His son, Prime Minister, Lee Hsien Loong, issued a statement before dawn announcing the passing of his 91-year-old father at Singapore General Hospital following a long illness.
“He fought for our independence, built a nation where there was none, and made us proud to be Singaporeans. We won’t see another like him,” the prime minister said in an emotional televised address.
US President Barack Obama led foreign leaders in hailing Lee, who turned a small territory lacking natural resources into a world player in finance, trading and shipping — all the while with a heavy political grip that was long decried by rights campaigners.
Inside no.10His mix of economic reform allied with political authoritarianism was of particular appeal to communist China as it opened up in the 1980s, and the ethnic-Chinese Lee’s advice was held in high esteem in Beijing.
President Xi Jinping praised Lee as an “old friend of the Chinese people” and said he was “widely respected by the international community as a strategist and a statesman”.
After news broke of Lee’s death, hundreds of Singaporeans, some weeping, visited the gates of the Istana state complex to leave flowers and cards, and sign a condolence board.
Some chanted “Mr Lee, Mr Lee” as a hearse carrying his body drove into the compound for a two-day private family wake, after which his coffin will be borne on a gun carriage to lie in state at Parliament House.
A state funeral service will be held at the National University of Singapore on Sunday before Lee is cremated, ending seven days of national mourning.
Lee, whose health rapidly deteriorated after his wife of 63 years, Kwa Geok Choo, died in 2010, was in hospital for nearly seven weeks with severe pneumonia.
Lee served as prime minister from 1959, when colonial ruler Britain granted self-rule, to 1990, leading Singapore to independence in 1965 after a brief and stormy union with Malaysia.
Singapore now has one of the world’s highest per capita incomes and its residents enjoy near-universal home ownership, low crime rates and first-class infrastructure.
The opposition Workers’ Party, whose leaders were among those harried for years by Lee under his unyielding rule, joined the rest of the nation of 5.5 million people in mourning him.
“His contributions to Singapore will be remembered for generations to come,” it said in a statement.

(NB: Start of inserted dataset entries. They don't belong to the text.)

//! Order book price fallback
//!
//! When the Gamma payload carries no outcomePrices, prices fall back to the
//! mid of best bid/ask from the public CLOB book, one request per token. An
//! empty or unavailable book leaves the 0.5 default in place.

use super::{MarketSnapshot, PriceSource, Side};
use reqwest::Client;
use rust_decimal::Decimal;
use serde::Deserialize;
use std::str::FromStr;
use std::time::Duration;

/// CLOB API base URL
pub const CLOB_API_URL: &str = "https://clob.polymarket.com";

/// Resolves prices from the public CLOB order book
pub struct BookPricer {
    base_url: String,
    client: Client,
}

impl BookPricer {
    pub fn new(base_url: &str) -> Self {
        Self::with_timeout(base_url, Duration::from_secs(10))
    }

    pub fn with_timeout(base_url: &str, timeout: Duration) -> Self {
        let client = Client::builder()
            .timeout(timeout)
            .build()
            .expect("Failed to create HTTP client");

        Self {
            base_url: base_url.trim_end_matches('/').to_string(),
            client,
        }
    }

    /// Replace defaulted prices with book mids for each side whose token id
    /// is known. Book failures are logged and leave the defaults untouched.
    pub async fn refine(&self, snapshot: &mut MarketSnapshot) {
        let mut resolved = false;

        for side in [Side::Yes, Side::No] {
            let Some(token_id) = snapshot.token_for(side).map(str::to_string) else {
                continue;
            };

            match self.book_mid(&token_id).await {
                Ok(Some(mid)) => {
                    match side {
                        Side::Yes => snapshot.yes_price = mid,
                        Side::No => snapshot.no_price = mid,
                    }
                    resolved = true;
                }
                Ok(None) => {
                    tracing::debug!(token_id = %token_id, "Order book empty, keeping default price");
                }
                Err(e) => {
                    tracing::warn!(token_id = %token_id, error = %e, "Order book fetch failed");
                }
            }
        }

        if resolved {
            snapshot.price_source = PriceSource::BookMid;
            tracing::info!(
                yes = %snapshot.yes_price,
                no = %snapshot.no_price,
                vig = %snapshot.vig(),
                "Prices resolved from book mids"
            );
        }
    }

    /// Mid price for a single token from its order book
    async fn book_mid(&self, token_id: &str) -> anyhow::Result<Option<Decimal>> {
        let url = format!("{}/book", self.base_url);

        let response = self
            .client
            .get(&url)
            .query(&[("token_id", token_id)])
            .send()
            .await?;

        if !response.status().is_success() {
            anyhow::bail!("CLOB book error: {}", response.status());
        }

        let book: BookPayload = response.json().await?;
        Ok(mid_from_book(&book))
    }
}

/// Order book response from the CLOB API
#[derive(Debug, Deserialize)]
struct BookPayload {
    #[serde(default)]
    bids: Vec<BookLevel>,
    #[serde(default)]
    asks: Vec<BookLevel>,
}

/// One price level; the API encodes numbers as strings
#[derive(Debug, Deserialize)]
struct BookLevel {
    price: String,
    #[allow(dead_code)]
    size: Option<String>,
}

/// Mid of the top-of-book bid and ask. `None` when either side is empty
/// or unparseable.
fn mid_from_book(book: &BookPayload) -> Option<Decimal> {
    let bid = book.bids.first().and_then(|l| Decimal::from_str(&l.price).ok())?;
    let ask = book.asks.first().and_then(|l| Decimal::from_str(&l.price).ok())?;
    Some((bid + ask) / Decimal::TWO)
}
//! Signal generation
//!
//! Scans market snapshots for a crowd-backed side worth joining

mod crowd;

pub use crowd::{CrowdStrategy, Edge, ScanOutcome, SkipReason};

On the diplomatic front, Lee’s counsel was often sought by Western leaders, particularly on China, as well as on more volatile neighbours in Southeast Asia.

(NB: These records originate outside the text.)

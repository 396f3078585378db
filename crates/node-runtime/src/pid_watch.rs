//! Parent process watch.

use std::time::Duration;
use tokio_util::sync::CancellationToken;
use tracing::{info, warn};

/// How often the watched process is checked.
pub const CHECK_INTERVAL: Duration = Duration::from_secs(1);

/// Resolves once process `pid` has exited. Returns false if `cancel`
/// fired first or the platform cannot observe other processes.
pub async fn wait_for_exit(pid: u32, interval: Duration, cancel: CancellationToken) -> bool {
    if !supported() {
        warn!(pid, "Process watch is only supported on Linux; ignoring --watchpid");
        cancel.cancelled().await;
        return false;
    }

    let mut ticker = tokio::time::interval(interval);
    loop {
        tokio::select! {
            _ = cancel.cancelled() => return false,
            _ = ticker.tick() => {
                if !is_running(pid) {
                    info!(pid, "Watched process exited");
                    return true;
                }
            }
        }
    }
}

fn supported() -> bool {
    cfg!(target_os = "linux")
}

fn is_running(pid: u32) -> bool {
    std::path::Path::new(&format!("/proc/{pid}")).exists()
}
//! Output sinks
//!
//! Every text destination (the process console, a socket session's output
//! buffer) is an [`OutputSink`]. Event filters running on backend tasks and
//! the owning session write to the same sink concurrently, so each
//! `write` call lands as one uninterrupted block.

use parking_lot::Mutex;
use std::fmt;
use std::io::Write;
use std::sync::Arc;
use std::time::Duration;
use tokio::sync::Notify;

/// A text destination. Implementations must write each call atomically.
pub trait ConsoleWriter: Send + Sync {
    fn write_text(&self, text: &str);
}

/// Cloneable handle to a shared [`ConsoleWriter`].
#[derive(Clone)]
pub struct OutputSink {
    writer: Arc<dyn ConsoleWriter>,
}

impl OutputSink {
    pub fn new<W: ConsoleWriter + 'static>(writer: W) -> Self {
        Self {
            writer: Arc::new(writer),
        }
    }

    /// Sink writing to the process standard output.
    pub fn stdout() -> Self {
        Self::new(StdoutWriter)
    }

    pub fn write(&self, text: impl AsRef<str>) {
        let text = text.as_ref();
        if !text.is_empty() {
            self.writer.write_text(text);
        }
    }

    /// Writes `text` followed by a newline as a single block.
    pub fn line(&self, text: impl AsRef<str>) {
        let mut text = text.as_ref().to_string();
        text.push('\n');
        self.writer.write_text(&text);
    }

    /// True when both handles point at the same destination.
    pub fn same_destination(&self, other: &OutputSink) -> bool {
        std::ptr::addr_eq(Arc::as_ptr(&self.writer), Arc::as_ptr(&other.writer))
    }
}

impl<W: ConsoleWriter + 'static> From<Arc<W>> for OutputSink {
    fn from(writer: Arc<W>) -> Self {
        Self { writer }
    }
}

impl fmt::Debug for OutputSink {
    fn fmt(&self, f: &mut fmt::Formatter<'_>) -> fmt::Result {
        write!(f, "OutputSink({:p})", Arc::as_ptr(&self.writer))
    }
}

/// Writes to stdout while holding the stdout lock for the whole block.
#[derive(Debug, Default, Clone, Copy)]
pub struct StdoutWriter;

impl ConsoleWriter for StdoutWriter {
    fn write_text(&self, text: &str) {
        let mut out = std::io::stdout().lock();
        let _ = out.write_all(text.as_bytes());
        let _ = out.flush();
    }
}

/// In-memory output buffer drained by a forwarding task.
///
/// Used as the output side of socket-backed sessions and as a capture
/// sink in tests.
#[derive(Debug, Default)]
pub struct BufferWriter {
    buffer: Mutex<String>,
    notify: Notify,
}

impl BufferWriter {
    pub fn new() -> Arc<Self> {
        Arc::new(Self::default())
    }

    /// Removes and returns up to `max_bytes` of pending output, split on a
    /// character boundary. Returns `None` when nothing is pending.
    pub fn drain_chunk(&self, max_bytes: usize) -> Option<String> {
        let mut buffer = self.buffer.lock();
        if buffer.is_empty() {
            return None;
        }
        if buffer.len() <= max_bytes {
            return Some(std::mem::take(&mut *buffer));
        }
        let mut split = max_bytes.max(1);
        while !buffer.is_char_boundary(split) {
            split += 1;
        }
        let rest = buffer.split_off(split);
        Some(std::mem::replace(&mut *buffer, rest))
    }

    /// Removes and returns everything pending.
    pub fn drain(&self) -> String {
        std::mem::take(&mut *self.buffer.lock())
    }

    /// Copy of the pending output without consuming it.
    pub fn contents(&self) -> String {
        self.buffer.lock().clone()
    }

    /// Waits until output is written or `max_wait` elapses.
    pub async fn wait_for_output(&self, max_wait: Duration) {
        if !self.buffer.lock().is_empty() {
            return;
        }
        let _ = tokio::time::timeout(max_wait, self.notify.notified()).await;
    }
}

impl ConsoleWriter for BufferWriter {
    fn write_text(&self, text: &str) {
        self.buffer.lock().push_str(text);
        self.notify.notify_one();
    }
}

Singapore-based political analyst Derek da Cunha told AFP that “Lee Kuan Yew gave Singapore an international profile completely disproportionate to the country’s size”.
But the Cambridge-educated lawyer was also criticised for jailing political opponents and driving his critics to self-imposed exile or financial ruin as a result of costly libel suits.

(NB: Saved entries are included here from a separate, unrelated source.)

//! Backend event records
//!
//! Strongly typed payloads handed to the event hooks. Records borrow from
//! the backend's own buffers so that building one for an unmonitored event
//! costs nothing beyond the struct itself.

use crate::domain::keys::{Hash256, NodeId, PublicKey};
use chrono::{DateTime, Utc};
use std::fmt;
use std::net::{IpAddr, Ipv4Addr, Ipv6Addr};

// =============================================================================
// Search steps
// =============================================================================

/// Position of a search step in the lookup tree, used for indentation.
#[derive(Debug, Clone, Copy, PartialEq, Eq)]
pub enum SearchStepKind {
    /// Top level DHT operation (find node, get, store).
    Operation,
    /// A search being started.
    Initiation,
    /// An intermediate step of a running search.
    Step,
    /// An information request sent to a single peer.
    InfoRequest,
}

impl SearchStepKind {
    pub fn from_function(function: &str) -> Self {
        match function {
            "dht.FindNode" | "dht.Get" | "dht.Store" => Self::Operation,
            "search.startSearch" => Self::Initiation,
            "search.sendInfoRequest" => Self::InfoRequest,
            _ => Self::Step,
        }
    }

    pub fn indent(self) -> &'static str {
        match self {
            Self::Operation => " -",
            Self::Initiation => "  >",
            Self::Step => " ->",
            Self::InfoRequest => "    >",
        }
    }
}

/// One step of an outgoing lookup.
///
/// `message` is left unformatted until a filter decides to render it.
#[derive(Clone, Copy)]
pub struct SearchStep<'a> {
    pub function: &'a str,
    pub kind: SearchStepKind,
    /// Target key of the lookup.
    pub key: &'a [u8],
    pub message: fmt::Arguments<'a>,
}

impl<'a> SearchStep<'a> {
    pub fn new(function: &'a str, key: &'a [u8], message: fmt::Arguments<'a>) -> Self {
        Self {
            function,
            kind: SearchStepKind::from_function(function),
            key,
            message,
        }
    }
}

impl fmt::Debug for SearchStep<'_> {
    fn fmt(&self, f: &mut fmt::Formatter<'_>) -> fmt::Result {
        f.debug_struct("SearchStep")
            .field("function", &self.function)
            .field("kind", &self.kind)
            .field("key", &hex::encode(self.key))
            .finish_non_exhaustive()
    }
}

// =============================================================================
// Incoming requests
// =============================================================================

#[derive(Debug, Clone, Copy, PartialEq, Eq)]
pub enum RequestAction {
    FindSelf,
    FindPeer,
    FindValue,
    InfoStore,
    Unknown(u8),
}

impl RequestAction {
    pub fn label(self) -> &'static str {
        match self {
            Self::FindSelf => "FIND_SELF",
            Self::FindPeer => "FIND_PEER",
            Self::FindValue => "FIND_VALUE",
            Self::InfoStore => "INFO_STORE",
            Self::Unknown(_) => "UNKNOWN",
        }
    }
}

/// A peer asking the local node about a key.
#[derive(Debug, Clone, Copy)]
pub struct IncomingRequest<'a> {
    pub peer: NodeId,
    pub action: RequestAction,
    pub key: &'a [u8],
}

impl IncomingRequest<'_> {
    /// The peer is looking up its own node ID.
    pub fn is_self_lookup(&self) -> bool {
        self.action == RequestAction::FindSelf && self.key == self.peer.as_bytes()
    }
}

// =============================================================================
// Protocol messages
// =============================================================================

/// Identity of a remote peer.
#[derive(Debug, Clone, Copy, PartialEq, Eq)]
pub struct PeerIdentity {
    pub public_key: PublicKey,
    pub node_id: NodeId,
}

impl PeerIdentity {
    pub fn from_public_key(public_key: PublicKey) -> Self {
        Self {
            public_key,
            node_id: public_key.node_id(),
        }
    }
}

#[derive(Debug, Clone, Copy, PartialEq, Eq)]
pub enum MessageCommand {
    Announcement,
    Response,
    Ping,
    Pong,
    LocalDiscovery,
    Traverse,
    Chat,
    Unknown(u8),
}

impl MessageCommand {
    pub fn label(self) -> &'static str {
        match self {
            Self::Announcement => "Announcement",
            Self::Response => "Response",
            Self::Ping => "Ping",
            Self::Pong => "Pong",
            Self::LocalDiscovery => "Local Discovery",
            Self::Traverse => "Traverse",
            Self::Chat => "Chat",
            Self::Unknown(_) => "Unknown",
        }
    }
}

/// Fields shared by announcements and responses.
#[derive(Debug, Clone, PartialEq, Eq, Default)]
pub struct PeerHeader {
    pub protocol: u8,
    pub features: u8,
    pub actions: u8,
    pub blockchain_height: u64,
    pub blockchain_version: u64,
    pub port_internal: u16,
    pub port_external: u16,
    pub user_agent: String,
}

#[derive(Debug, Clone, PartialEq, Eq)]
pub struct InfoStoreRecord {
    pub hash: Hash256,
    pub file_type: u8,
    pub size: u64,
}

#[derive(Debug, Clone, PartialEq, Eq)]
pub struct Announcement {
    pub header: PeerHeader,
    pub find_peer: Vec<Hash256>,
    pub find_data: Vec<Hash256>,
    pub info_store: Vec<InfoStoreRecord>,
}

/// One reachable address of a peer record.
#[derive(Debug, Clone, Copy, PartialEq, Eq)]
pub struct AddressRecord {
    pub ip: IpAddr,
    pub port: u16,
    pub reported_internal: u16,
    pub reported_external: u16,
}

#[derive(Debug, Clone, PartialEq, Eq)]
pub struct PeerRecord {
    pub public_key: PublicKey,
    pub node_id: NodeId,
    pub ipv4: Option<AddressRecord>,
    pub ipv6: Option<AddressRecord>,
    pub last_contact: DateTime<Utc>,
}

/// Peers known for a requested hash.
#[derive(Debug, Clone, PartialEq, Eq)]
pub struct HashPeers {
    pub hash: Hash256,
    pub closest: Vec<PeerRecord>,
    pub storing: Vec<PeerRecord>,
    pub is_last: bool,
}

#[derive(Debug, Clone, PartialEq, Eq)]
pub struct EmbeddedFile {
    pub hash: Hash256,
    pub size: usize,
}

#[derive(Debug, Clone, PartialEq, Eq)]
pub struct Response {
    pub header: PeerHeader,
    pub hash_peers: Vec<HashPeers>,
    pub files_embedded: Vec<EmbeddedFile>,
    pub hashes_not_found: Vec<Hash256>,
}

#[derive(Debug, Clone, PartialEq, Eq)]
pub struct Traverse {
    pub target_peer: PublicKey,
    pub authorized_relay: PublicKey,
    pub signer: PublicKey,
    pub expires: DateTime<Utc>,
    pub ipv4: Ipv4Addr,
    pub port_ipv4: u16,
    pub port_ipv4_reported_external: u16,
    pub ipv6: Ipv6Addr,
    pub port_ipv6: u16,
    pub port_ipv6_reported_external: u16,
}

/// Payload of a protocol message after decoding.
#[derive(Debug, Clone, PartialEq, Eq)]
pub enum DecodedMessage {
    Announcement(Announcement),
    Response(Response),
    Traverse(Traverse),
    /// Decoded but of a kind this console has no field layout for.
    Unrecognized { payload_len: usize },
}

/// A message received from a peer.
#[derive(Debug, Clone, Copy)]
pub struct InboundMessage<'a> {
    pub peer: &'a PeerIdentity,
    pub command: MessageCommand,
    /// Sender key claimed inside the packet.
    pub sender_public_key: PublicKey,
    pub decoded: Option<&'a DecodedMessage>,
}

impl InboundMessage<'_> {
    pub fn sender_mismatch(&self) -> bool {
        self.sender_public_key != self.peer.public_key
    }
}

/// A message the local node sends to a peer.
#[derive(Debug, Clone, Copy)]
pub struct OutboundMessage<'a> {
    pub receiver: &'a PeerIdentity,
    pub command: MessageCommand,
    pub decoded: Option<&'a DecodedMessage>,
}

#[cfg(test)]
mod tests {
    use super::*;

    #[test]
    fn test_step_kind_from_function() {
        assert_eq!(SearchStepKind::from_function("dht.Get"), SearchStepKind::Operation);
        assert_eq!(
            SearchStepKind::from_function("search.startSearch"),
            SearchStepKind::Initiation
        );
        assert_eq!(
            SearchStepKind::from_function("search.sendInfoRequest"),
            SearchStepKind::InfoRequest
        );
        assert_eq!(SearchStepKind::from_function("search.receive"), SearchStepKind::Step);
    }

    #[test]
    fn test_self_lookup_detection() {
        let peer = NodeId::new([1; 32]);
        let own = IncomingRequest {
            peer,
            action: RequestAction::FindSelf,
            key: peer.as_bytes(),
        };
        let other = IncomingRequest {
            key: &[2; 32],
            ..own
        };
        assert!(own.is_self_lookup());
        assert!(!other.is_self_lookup());
    }
}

Singapore strictly controls freedom of speech and assembly. While it has become more liberal in recent years, it still uses corporal punishment and ranks 150th in the annual press freedom ranking of Reporters Without Borders — below Russia and Zimbabwe among others.
Phil Robertson, deputy Asia director of Human Rights Watch, acknowledged Lee’s economic legacy but said “it also came at a significant cost for human rights”.
He said it may now be time for a national “conversation” on greater political liberalisation.
Lee stepped down in 1990 in favour of his deputy Goh Chok Tong, who in turn handed the reins to the former leader’s eldest son Lee Hsien Loong in 2004.
The People’s Action Party (PAP), which was co-founded by the elder Lee, has won every election since 1959 and currently holds 80 of the 87 seats in parliament.
Lee retired from advisory roles in government in 2011 after the PAP suffered its worst poll result since it came to power, getting only 60% of votes cast amid public anger over a large influx of immigrants, the rising cost of living, urban congestion and insufficient supply of public housing.
In his last book “One Man’s View of the World”, published in 2013, Lee looked back at his remarkable career and concluded: “As for me, I have done what I had wanted to, to the best of my ability. I am satisfied.”